Preferred embodiments of the present invention will be explained in more detail below with reference to the accompanying drawings. Show it:

FIGS. 1 to 10

Illustrations of capacitor views, according to a first embodiment of the present invention;

FIGS. 11 to 13

Illustrations of capacitor views, according to another embodiment of the present invention;

FIGS. 14 to 17

Illustrations of capacitor views, according to another embodiment of the present invention; and

FIGS. 18 to 20

Illustrations of soils according to further embodiments of the present invention.

In the following description of the preferred embodiments of the present invention, the same or similar reference numerals are used for the elements shown in the various drawings and similar, and a repeated description of these elements will be omitted.

Fig. 1 shows a condenser with a manifold 100 and a heat exchanger 102, according to an embodiment of the present invention. The heat exchanger 102 has a plurality of flat tubes 112, which with coupled to the manifold 100. For the sake of clarity, only one of the flat tubes shown is provided with the reference numeral 112. The manifold 100 is connected at one end of the heat exchanger 102 with this.

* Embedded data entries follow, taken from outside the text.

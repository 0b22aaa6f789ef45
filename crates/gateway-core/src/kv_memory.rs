//! An in-process [`KvStore`] used by tests and by local/dev runs.

use crate::error::GatewayError;
use crate::kv::KvStore;
use async_trait::async_trait;
use std::collections::HashMap;
use std::time::{Duration, Instant};
use tokio::sync::Mutex;

struct Entry {
    value: String,
    expires_at: Option<Instant>,
}

impl Entry {
    fn is_expired(&self) -> bool {
        matches!(self.expires_at, Some(t) if Instant::now() >= t)
    }
}

/// A `HashMap`-backed [`KvStore`] with manual per-entry expiry tracking.
///
/// Never returns [`GatewayError::KvUnavailable`] on its own; it exists to
/// let every other component be tested without a running Redis instance.
#[derive(Default)]
pub struct InMemoryKv {
    entries: Mutex<HashMap<String, Entry>>,
}

impl InMemoryKv {
    pub fn new() -> Self {
        Self::default()
    }
}

fn glob_to_prefix(pattern: &str) -> &str {
    // Every caller in this gateway only ever scans/deletes "prefix:*" style
    // patterns (design §6, KV key layout), so a trailing `*` is all this
    // adapter needs to support.
    pattern.strip_suffix('*').unwrap_or(pattern)
}

#[async_trait]
impl KvStore for InMemoryKv {
    async fn incr_with_expiry(&self, key: &str, ttl: Duration) -> Result<i64, GatewayError> {
        let mut entries = self.entries.lock().await;

        let existing = entries.get(key).filter(|e| !e.is_expired());
        let current: i64 = existing
            .map(|e| e.value.parse().unwrap_or(0))
            .unwrap_or(0);
        let next = current + 1;

        let expires_at = if existing.is_some() {
            existing.and_then(|e| e.expires_at)
        } else {
            Some(Instant::now() + ttl)
        };

        entries.insert(
            key.to_string(),
            Entry {
                value: next.to_string(),
                expires_at,
            },
        );
        Ok(next)
    }

    async fn get(&self, key: &str) -> Result<Option<String>, GatewayError> {
        let mut entries = self.entries.lock().await;
        if let Some(entry) = entries.get(key) {
            if entry.is_expired() {
                entries.remove(key);
                return Ok(None);
            }
            return Ok(Some(entry.value.clone()));
        }
        Ok(None)
    }

    async fn set_with_ttl(
        &self,
        key: &str,
        value: String,
        ttl: Duration,
    ) -> Result<(), GatewayError> {
        let mut entries = self.entries.lock().await;
        entries.insert(
            key.to_string(),
            Entry {
                value,
                expires_at: Some(Instant::now() + ttl),
            },
        );
        Ok(())
    }

    async fn incr_by(&self, key: &str, delta: i64) -> Result<i64, GatewayError> {
        let mut entries = self.entries.lock().await;
        let current: i64 = entries
            .get(key)
            .filter(|e| !e.is_expired())
            .map(|e| e.value.parse().unwrap_or(0))
            .unwrap_or(0);
        let next = current + delta;
        entries.insert(
            key.to_string(),
            Entry {
                value: next.to_string(),
                expires_at: None,
            },
        );
        Ok(next)
    }

    async fn set(&self, key: &str, value: String) -> Result<(), GatewayError> {
        let mut entries = self.entries.lock().await;
        entries.insert(
            key.to_string(),
            Entry {
                value,
                expires_at: None,
            },
        );
        Ok(())
    }

    async fn delete(&self, pattern: &str) -> Result<u64, GatewayError> {
        let prefix = glob_to_prefix(pattern);
        let mut entries = self.entries.lock().await;
        let keys: Vec<String> = entries
            .keys()
            .filter(|k| k.starts_with(prefix))
            .cloned()
            .collect();
        for k in &keys {
            entries.remove(k);
        }
        Ok(keys.len() as u64)
    }

    async fn scan(&self, pattern: &str) -> Result<Vec<String>, GatewayError> {
        let prefix = glob_to_prefix(pattern);
        let mut entries = self.entries.lock().await;
        let now_expired: Vec<String> = entries
            .iter()
            .filter(|(_, e)| e.is_expired())
            .map(|(k, _)| k.clone())
            .collect();
        for k in now_expired {
            entries.remove(&k);
        }
        Ok(entries
            .keys()
            .filter(|k| k.starts_with(prefix))
            .cloned()
            .collect())
    }

    async fn ping(&self) -> bool {
        true
    }

    async fn ttl_seconds(&self, key: &str) -> Result<u64, GatewayError> {
        let entries = self.entries.lock().await;
        match entries.get(key) {
            Some(entry) if !entry.is_expired() => Ok(entry
                .expires_at
                .map(|t| t.saturating_duration_since(Instant::now()).as_secs())
                .unwrap_or(0)),
            _ => Ok(0),
        }
    }
}

#[cfg(test)]
mod tests {
    use super::*;

    #[tokio::test]
    async fn first_increment_sets_ttl_subsequent_increments_preserve_it() {
        let kv = InMemoryKv::new();
        let ttl = Duration::from_secs(60);

        assert_eq!(kv.incr_with_expiry("k", ttl).await.unwrap(), 1);
        let ttl1 = kv.ttl_seconds("k").await.unwrap();
        assert!(ttl1 > 0 && ttl1 <= 60);

        assert_eq!(kv.incr_with_expiry("k", ttl).await.unwrap(), 2);
        let ttl2 = kv.ttl_seconds("k").await.unwrap();
        // TTL should not have been reset to a fresh 60s on the second call.
        assert!(ttl2 <= ttl1);
    }

    #[tokio::test]
    async fn get_set_roundtrip() {
        let kv = InMemoryKv::new();
        assert_eq!(kv.get("missing").await.unwrap(), None);

        kv.set_with_ttl("x", "hello".to_string(), Duration::from_secs(10))
            .await
            .unwrap();
        assert_eq!(kv.get("x").await.unwrap(), Some("hello".to_string()));
    }

    #[tokio::test]
    async fn expired_entries_are_invisible() {
        let kv = InMemoryKv::new();
        kv.set_with_ttl("x", "v".to_string(), Duration::from_millis(10))
            .await
            .unwrap();
        tokio::time::sleep(Duration::from_millis(30)).await;
        assert_eq!(kv.get("x").await.unwrap(), None);
    }

    #[tokio::test]
    async fn scan_and_delete_use_prefix_matching() {
        let kv = InMemoryKv::new();
        kv.set_with_ttl("cache:a", "1".to_string(), Duration::from_secs(10))
            .await
            .unwrap();
        kv.set_with_ttl("cache:b", "2".to_string(), Duration::from_secs(10))
            .await
            .unwrap();
        kv.set_with_ttl("usage:u1:requests", "3".to_string(), Duration::from_secs(10))
            .await
            .unwrap();

        let mut keys = kv.scan("cache:*").await.unwrap();
        keys.sort();
        assert_eq!(keys, vec!["cache:a".to_string(), "cache:b".to_string()]);

        let deleted = kv.delete("cache:*").await.unwrap();
        assert_eq!(deleted, 2);
        assert_eq!(kv.scan("cache:*").await.unwrap().len(), 0);
    }

    #[tokio::test]
    async fn ping_always_succeeds() {
        let kv = InMemoryKv::new();
        assert!(kv.ping().await);
    }

    #[tokio::test]
    async fn incr_by_accumulates_without_expiry() {
        let kv = InMemoryKv::new();
        assert_eq!(kv.incr_by("usage:u1:requests", 1).await.unwrap(), 1);
        assert_eq!(kv.incr_by("usage:u1:requests", 4).await.unwrap(), 5);
        assert_eq!(kv.ttl_seconds("usage:u1:requests").await.unwrap(), 0);
    }

    #[tokio::test]
    async fn set_persists_with_no_ttl() {
        let kv = InMemoryKv::new();
        kv.set("k".to_string().as_str(), "v".to_string())
            .await
            .unwrap();
        assert_eq!(kv.get("k").await.unwrap(), Some("v".to_string()));
        assert_eq!(kv.ttl_seconds("k").await.unwrap(), 0);
    }
}
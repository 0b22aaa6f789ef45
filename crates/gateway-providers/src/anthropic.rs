//! An Anthropic Messages API binding.

use crate::client::{classify_status, estimate_tokens, ProviderClient, ProviderCompletion};
use async_trait::async_trait;
use gateway_core::GatewayError;
use serde::{Deserialize, Serialize};

const DEFAULT_BASE_URL: &str = "https://api.anthropic.com/v1/messages";
const ANTHROPIC_VERSION: &str = "2023-06-01";

/// Calls the Anthropic `/v1/messages` endpoint.
pub struct AnthropicClient {
    http: reqwest::Client,
    api_key: String,
    native_model_name: String,
    base_url: String,
}

impl AnthropicClient {
    pub fn new(http: reqwest::Client, api_key: String, native_model_name: String) -> Self {
        Self {
            http,
            api_key,
            native_model_name,
            base_url: DEFAULT_BASE_URL.to_string(),
        }
    }

    pub fn with_base_url(mut self, base_url: impl Into<String>) -> Self {
        self.base_url = base_url.into();
        self
    }
}

#[derive(Serialize)]
struct MessagesRequest<'a> {
    model: &'a str,
    messages: Vec<Message<'a>>,
    temperature: f64,
    max_tokens: u32,
}

#[derive(Serialize)]
struct Message<'a> {
    role: &'a str,
    content: &'a str,
}

#[derive(Deserialize)]
struct MessagesResponse {
    content: Vec<ContentBlock>,
    #[serde(default)]
    usage: Option<Usage>,
}

#[derive(Deserialize)]
struct ContentBlock {
    #[serde(default)]
    text: String,
}

#[derive(Deserialize)]
struct Usage {
    input_tokens: Option<u64>,
    output_tokens: Option<u64>,
}

#[async_trait]
impl ProviderClient for AnthropicClient {
    async fn complete(
        &self,
        prompt: &str,
        temperature: f64,
        max_tokens: u32,
    ) -> Result<ProviderCompletion, GatewayError> {
        let body = MessagesRequest {
            model: &self.native_model_name,
            messages: vec![Message {
                role: "user",
                content: prompt,
            }],
            temperature,
            max_tokens,
        };

        let response = self
            .http
            .post(&self.base_url)
            .header("x-api-key", &self.api_key)
            .header("anthropic-version", ANTHROPIC_VERSION)
            .json(&body)
            .send()
            .await
            .map_err(|e| GatewayError::ProviderRetryable(e.to_string()))?;

        let status = response.status();
        if !status.is_success() {
            let text = response.text().await.unwrap_or_default();
            return Err(classify_status(status.as_u16(), &text));
        }

        let parsed: MessagesResponse = response
            .json()
            .await
            .map_err(|e| GatewayError::ProviderTerminal(format!("malformed response: {e}")))?;

        let text = parsed
            .content
            .into_iter()
            .next()
            .map(|b| b.text)
            .unwrap_or_default();

        let (prompt_tokens, completion_tokens) = match parsed.usage {
            Some(usage) => (usage.input_tokens, usage.output_tokens),
            None => (None, None),
        };

        let completion_tokens = completion_tokens.or_else(|| Some(estimate_tokens(&text)));
        let prompt_tokens = prompt_tokens.or_else(|| Some(estimate_tokens(prompt)));

        Ok(ProviderCompletion {
            text,
            prompt_tokens,
            completion_tokens,
        })
    }
}
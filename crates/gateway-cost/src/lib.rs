//! Per-call cost computation and per-user/per-model usage accounting
//! (design §4.6, component C6).

use gateway_core::{Cost, GatewayError, KvStore};
use rust_decimal::prelude::ToPrimitive;
use rust_decimal::{Decimal, RoundingStrategy};
use std::sync::Arc;

/// `{requests, tokens, cost}` for a single user or model, as read back from
/// the KV store's usage counters.
#[derive(Debug, Clone, Default, serde::Serialize)]
pub struct UsageCounters {
    pub requests: i64,
    pub tokens: i64,
    pub cost_usd: Cost,
}

/// Per-user and per-model aggregates, as returned by [`CostTracker::summary`].
#[derive(Debug, Clone, Default, serde::Serialize)]
pub struct UsageSummary {
    pub by_user: Vec<(String, UsageCounters)>,
    pub by_model: Vec<(String, UsageCounters)>,
}

/// Computes per-call cost and accumulates usage totals in the KV store.
///
/// Counters never expire (design §4.6: "No expiry (until manual reset)");
/// only `record` mutates state, and it is best-effort — a KV failure here
/// is logged and swallowed rather than failing the request that already
/// has its completion in hand.
#[derive(Clone)]
pub struct CostTracker {
    kv: Arc<dyn KvStore>,
}

impl CostTracker {
    pub fn new(kv: Arc<dyn KvStore>) -> Self {
        Self { kv }
    }

    /// `cost_usd = total_tokens * price_per_token_usd`, rounded half-to-even
    /// to 6 decimals via `rust_decimal` rather than raw float arithmetic.
    pub fn compute(&self, total_tokens: u64, price_per_token_usd: f64) -> Cost {
        let tokens = Decimal::from(total_tokens);
        let price = Decimal::try_from(price_per_token_usd).unwrap_or(Decimal::ZERO);
        let raw = tokens * price;
        let rounded = raw.round_dp_with_strategy(6, RoundingStrategy::MidpointNearestEven);
        let micros = (rounded * Decimal::from(1_000_000)).round();
        Cost::from_micros(micros.to_i64().unwrap_or(0))
    }

    /// Accumulates `prompt_tokens + completion_tokens` requests/tokens/cost
    /// into both the per-user and per-model counters. Best-effort: logs and
    /// returns on the first KV failure rather than propagating it, since the
    /// completion has already been returned to the caller by this point.
    pub async fn record(
        &self,
        user_id: &str,
        model: &str,
        prompt_tokens: u64,
        completion_tokens: u64,
        cost_usd: Cost,
    ) {
        let total_tokens = prompt_tokens + completion_tokens;

        if let Err(e) = self
            .accumulate(&format!("usage:{user_id}:"), total_tokens, cost_usd)
            .await
        {
            tracing::warn!(error = %e, user_id, "cost_record_user_failed");
            return;
        }

        if let Err(e) = self
            .accumulate(&format!("model_usage:{model}:"), total_tokens, cost_usd)
            .await
        {
            tracing::warn!(error = %e, model, "cost_record_model_failed");
        }
    }

    async fn accumulate(
        &self,
        prefix: &str,
        total_tokens: u64,
        cost_usd: Cost,
    ) -> Result<(), GatewayError> {
        self.kv.incr_by(&format!("{prefix}requests"), 1).await?;
        self.kv
            .incr_by(&format!("{prefix}tokens"), total_tokens as i64)
            .await?;
        self.kv
            .incr_by(&format!("{prefix}cost"), cost_usd.as_micros())
            .await?;
        Ok(())
    }

    /// Reads back `usage:{user_id}:*` as a `{requests, tokens, cost}` triple.
    pub async fn usage_for(&self, user_id: &str) -> Result<UsageCounters, GatewayError> {
        self.read_counters(&format!("usage:{user_id}:")).await
    }

    /// Reads back `model_usage:{model}:*` as a `{requests, tokens, cost}` triple.
    pub async fn model_usage_for(&self, model: &str) -> Result<UsageCounters, GatewayError> {
        self.read_counters(&format!("model_usage:{model}:")).await
    }

    async fn read_counters(&self, prefix: &str) -> Result<UsageCounters, GatewayError> {
        let requests = self.kv.peek_counter(&format!("{prefix}requests")).await?;
        let tokens = self.kv.peek_counter(&format!("{prefix}tokens")).await?;
        let cost_micros = self.kv.peek_counter(&format!("{prefix}cost")).await?;
        Ok(UsageCounters {
            requests,
            tokens,
            cost_usd: Cost::from_micros(cost_micros),
        })
    }

    /// Scans `usage:*` and `model_usage:*` and aggregates every distinct
    /// user/model into a [`UsageSummary`] (design §4.6).
    pub async fn summary(&self) -> Result<UsageSummary, GatewayError> {
        let by_user = self.aggregate_prefix("usage:").await?;
        let by_model = self.aggregate_prefix("model_usage:").await?;
        Ok(UsageSummary { by_user, by_model })
    }

    async fn aggregate_prefix(
        &self,
        prefix: &str,
    ) -> Result<Vec<(String, UsageCounters)>, GatewayError> {
        let keys = self.kv.scan(&format!("{prefix}*")).await?;

        let mut names: Vec<String> = keys
            .iter()
            .filter_map(|k| {
                let rest = k.strip_prefix(prefix)?;
                let (name, _field) = rest.rsplit_once(':')?;
                Some(name.to_string())
            })
            .collect();
        names.sort();
        names.dedup();

        let mut out = Vec::with_capacity(names.len());
        for name in names {
            let counters = self.read_counters(&format!("{prefix}{name}:")).await?;
            out.push((name, counters));
        }
        Ok(out)
    }
}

The flat tubes 112 are aligned parallel to each other and arranged side by side with respect to a longitudinal direction. The manifold 100 is aligned in the longitudinal direction so that the flat tubes 112 may be aligned orthogonal to the manifold 100. Between the flat tubes 112 cooling elements, such as cooling fins may be arranged. The flat tubes 112 are designed to guide a refrigerant, for example a fluid. On the side facing the manifold 100, respective ends of the flat tubes 112 are connected to corresponding openings of the manifold 100. In this way, the refrigerant from the flat tubes 112 can flow into the manifold 100, and vice versa.

Fig. 2 shows a cross-sectional view through the in Fig. 1 Shown are a plurality of transverse channels 214, which are arranged on a, the flat tubes opposite the inside of the collecting tube 100. For the sake of clarity, only one of the transverse channels shown is provided with the reference numeral 214.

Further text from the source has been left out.